Não sei se há muito para falar do enredo – afinal de contas, pra quem viu o filme ou ao menos leu a sinopse – ele já está todo exposto. Mais vale guardar as linhas da resenha pra falar de como a autora usa Eva para trazer a tona não só os cada vez mais frequentes massacres escolares, mas também seus bastidores.
Separar Precisamos falar sobre o Kevin da concepção tradicional de família é um erro ao falar do livro. Shriver, por meio de Eva, debate o fato do papel da mulher como “rainha do lar” e da bela família classe alta americana. Eva é uma mulher independente, apaixonada pelo mundo, viajante nata, fundadora da própria empresa: uma executiva de sucesso. Reforçando ainda mais este traço da mulher atual, ela é responsável por uma empresa que publica guias de viagem alternativos, fora das rotas turísticas comuns: albergues, pequenos restaurantes, cultura local de todo o mundo.
Isto faz dela uma mulher que viaja o tempo todo. Quando se casa com Franklin, que é um típico americano: caucasiano, patriota, classe média, retrógrado, machista. Eva de repente é presa no conceito da família tradicional. Resolve, apesar de todas as evidências em contrário, ser mãe. E é aí que seu mundo de vira de cabeça pra baixo.
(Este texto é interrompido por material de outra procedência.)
//! Synthesis Dispatcher - 合成调度
//!
//! 在已配置的后端之间按优先级与能力选路，并驱动带分类退避的有界重试。
//! 后端列表在构造时注入，调度过程中不读任何全局配置

use dashmap::DashMap;
use std::sync::Arc;
use std::time::Duration;
use tokio::sync::Semaphore;
use tokio::time::{sleep, timeout};

use crate::application::error::{ApplicationError, SynthesisFailureKind};
use crate::application::ports::{
    BackendError, JobVoice, SpeechBackendPort, SynthesisJob, SynthesizedAudio,
};
use crate::application::retry::{FailureClass, RetryPolicy};

/// 后端描述
///
/// 来自配置层，构造后不再变化
#[derive(Debug, Clone)]
pub struct BackendDescriptor {
    /// 唯一名称，日志与响应头里使用
    pub name: String,
    /// 是否参与调度
    pub enabled: bool,
    /// 越大越优先
    pub priority: i32,
    /// 是否支持声音克隆
    pub supports_cloning: bool,
    /// 单次尝试的超时
    pub attempt_timeout: Duration,
}

/// 注册到调度器的后端
pub struct RegisteredBackend {
    pub descriptor: BackendDescriptor,
    pub client: Arc<dyn SpeechBackendPort>,
}

/// 单后端运行计数
#[derive(Debug, Clone, Default)]
pub struct BackendCounters {
    /// 发起的尝试次数
    pub attempts: u64,
    /// 失败的尝试次数
    pub failures: u64,
    /// 最近一次失败信息
    pub last_error: Option<String>,
}

/// 调度成功的结果
#[derive(Debug)]
pub struct DispatchOutcome {
    pub audio: SynthesizedAudio,
    /// 产出音频的后端名称
    pub backend: String,
    /// 本次请求的总尝试次数（跨后端累计）
    pub attempts: u32,
}

/// Synthesis Dispatcher
pub struct SynthesisDispatcher {
    /// 按优先级降序排列
    backends: Vec<RegisteredBackend>,
    policy: RetryPolicy,
    /// 全局在途请求上限，None 表示不限
    limiter: Option<Arc<Semaphore>>,
    counters: DashMap<String, BackendCounters>,
}

impl SynthesisDispatcher {
    /// 创建调度器
    ///
    /// max_concurrent 为 0 表示不限制并发
    pub fn new(
        mut backends: Vec<RegisteredBackend>,
        policy: RetryPolicy,
        max_concurrent: usize,
    ) -> Self {
        backends.sort_by(|a, b| b.descriptor.priority.cmp(&a.descriptor.priority));
        let limiter = if max_concurrent > 0 {
            Some(Arc::new(Semaphore::new(max_concurrent)))
        } else {
            None
        };
        Self {
            backends,
            policy,
            limiter,
            counters: DashMap::new(),
        }
    }

    /// 注册的全部后端，按优先级降序
    pub fn registered(&self) -> &[RegisteredBackend] {
        &self.backends
    }

    /// 读取后端计数快照
    pub fn counters(&self, name: &str) -> BackendCounters {
        self.counters
            .get(name)
            .map(|c| c.value().clone())
            .unwrap_or_default()
    }

    /// 符合条件的后端，按优先级降序
    fn eligible(&self, needs_cloning: bool) -> Vec<&RegisteredBackend> {
        self.backends
            .iter()
            .filter(|b| b.descriptor.enabled)
            .filter(|b| !needs_cloning || b.descriptor.supports_cloning)
            .collect()
    }

    /// 执行一次调度
    ///
    /// 克隆请求只允许具备克隆能力的后端参与；没有任何候选时
    /// 立即返回配置错误，不发起网络调用。
    /// 不可重试的失败立即终止；可重试的失败在退避后重试，
    /// 单后端尝试耗尽后切换到下一个候选
    pub async fn dispatch(&self, job: &SynthesisJob) -> Result<DispatchOutcome, ApplicationError> {
        let needs_cloning = matches!(job.voice, JobVoice::Cloned { .. });
        let eligible = self.eligible(needs_cloning);
        if eligible.is_empty() {
            return Err(ApplicationError::configuration(if needs_cloning {
                "no enabled backend supports voice cloning"
            } else {
                "no synthesis backend enabled"
            }));
        }

        let mut total_attempts = 0u32;
        let mut last_failure: Option<(SynthesisFailureKind, String)> = None;

        for backend in eligible {
            let name = backend.descriptor.name.as_str();
            let mut attempt = 1u32;

            loop {
                total_attempts += 1;
                self.note_attempt(name);
                tracing::debug!(
                    backend = %name,
                    attempt,
                    voice = %job.voice.label(),
                    "dispatching synthesis attempt"
                );

                match self.attempt(backend, job).await {
                    Ok(audio) => {
                        tracing::info!(
                            backend = %name,
                            attempts = total_attempts,
                            audio_bytes = audio.audio.len(),
                            "synthesis succeeded"
                        );
                        return Ok(DispatchOutcome {
                            audio,
                            backend: name.to_string(),
                            attempts: total_attempts,
                        });
                    }
                    Err(error) => {
                        self.note_failure(name, &error);
                        let class = RetryPolicy::classify(&error);

                        if class == FailureClass::Fatal {
                            tracing::warn!(
                                backend = %name,
                                error = %error,
                                "backend rejected request, aborting dispatch"
                            );
                            return Err(match error {
                                BackendError::Rejected(message) => {
                                    ApplicationError::SynthesisRejected(message)
                                }
                                other => ApplicationError::SynthesisRejected(other.to_string()),
                            });
                        }

                        tracing::warn!(
                            backend = %name,
                            attempt,
                            error = %error,
                            "synthesis attempt failed"
                        );
                        last_failure =
                            Some((terminal_kind(&error), format!("{}: {}", name, error)));

                        attempt += 1;
                        if !self.policy.allows(attempt) {
                            break;
                        }
                        let delay = self.policy.backoff(class, attempt - 1);
                        tracing::debug!(
                            backend = %name,
                            delay_ms = delay.as_millis() as u64,
                            "backing off before retry"
                        );
                        sleep(delay).await;
                    }
                }
            }

            tracing::info!(backend = %name, "backend attempts exhausted, trying next candidate");
        }

        match last_failure {
            Some((kind, message)) => Err(ApplicationError::SynthesisFailed { kind, message }),
            None => Err(ApplicationError::internal("dispatch ended without outcome")),
        }
    }

    /// 单次尝试: 并发许可 + 每次尝试的超时
    async fn attempt(
        &self,
        backend: &RegisteredBackend,
        job: &SynthesisJob,
    ) -> Result<SynthesizedAudio, BackendError> {
        let _permit = match &self.limiter {
            Some(semaphore) => match semaphore.acquire().await {
                Ok(permit) => Some(permit),
                Err(_) => {
                    return Err(BackendError::InvalidResponse(
                        "concurrency limiter closed".to_string(),
                    ))
                }
            },
            None => None,
        };

        match timeout(backend.descriptor.attempt_timeout, backend.client.synthesize(job)).await {
            Ok(result) => result,
            Err(_) => Err(BackendError::Timeout),
        }
    }

    fn note_attempt(&self, name: &str) {
        self.counters.entry(name.to_string()).or_default().attempts += 1;
    }

    fn note_failure(&self, name: &str, error: &BackendError) {
        let mut counters = self.counters.entry(name.to_string()).or_default();
        counters.failures += 1;
        counters.last_error = Some(error.to_string());
    }
}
A autora do livro nem procura sugerir; ela esbofeteia a idéia: uma mãe deve necessariamente, amar seu filho? Amar o ofício de ser mãe? Uma mãe pode não gostar do seu filho? Presa na própria armadilha, Eva se vê mãe de um pequeno monstrinho – Kevin – que parece juntar todas as suas forças desde o nascimento para demonstrar o quanto odeia sua mãe. Eva, ao escrever as cartas para seu quadrado marido, admite a ambivalência de sua maternidade e a influência que teve na criação de seu filho psicopata.
Uma das cenas mais sensacionais do livro, que retrata toda essa ambivalência, é quando Eva está passeando com Kevin, que chora desde o nascimento sem parar, alto e sem motivo nenhum. Na rua, o som das brocas de uma construção abafam por segundos o som do choro de seu filho – e Eva é inundada de alívio. Ao descontruir essa cena na carta para seu marido, a protagonista revê toda uma maternidade insatisfeita, o abandono de sua empresa e de sua vida pelo casamento e pelo filho, traça um retrato tragicômico da família atual, que tenta desesperadamente se manter nos mesmos moldes tradicionais – um total fracasso.
Essencialmente psicológico, o thriller não é dos mais indicados se você está buscando ação do início ao fim. Mas é justamente o livro da semana se você procura fugir pra qualquer cabeça que não a sua. Como poucas pessoas, Lionel consegue construir a essência do devaneio de Eva, nas cartas, sem torna-lo chato e sem sentido. Sem se afogar em um monte de palavras na cabeça de uma mãe de um psicopata, Precisamos falar sobre o Kevin é o retrato exato do que Freud vinha falando desde 1900 – a relação dúbia de mãe e filho.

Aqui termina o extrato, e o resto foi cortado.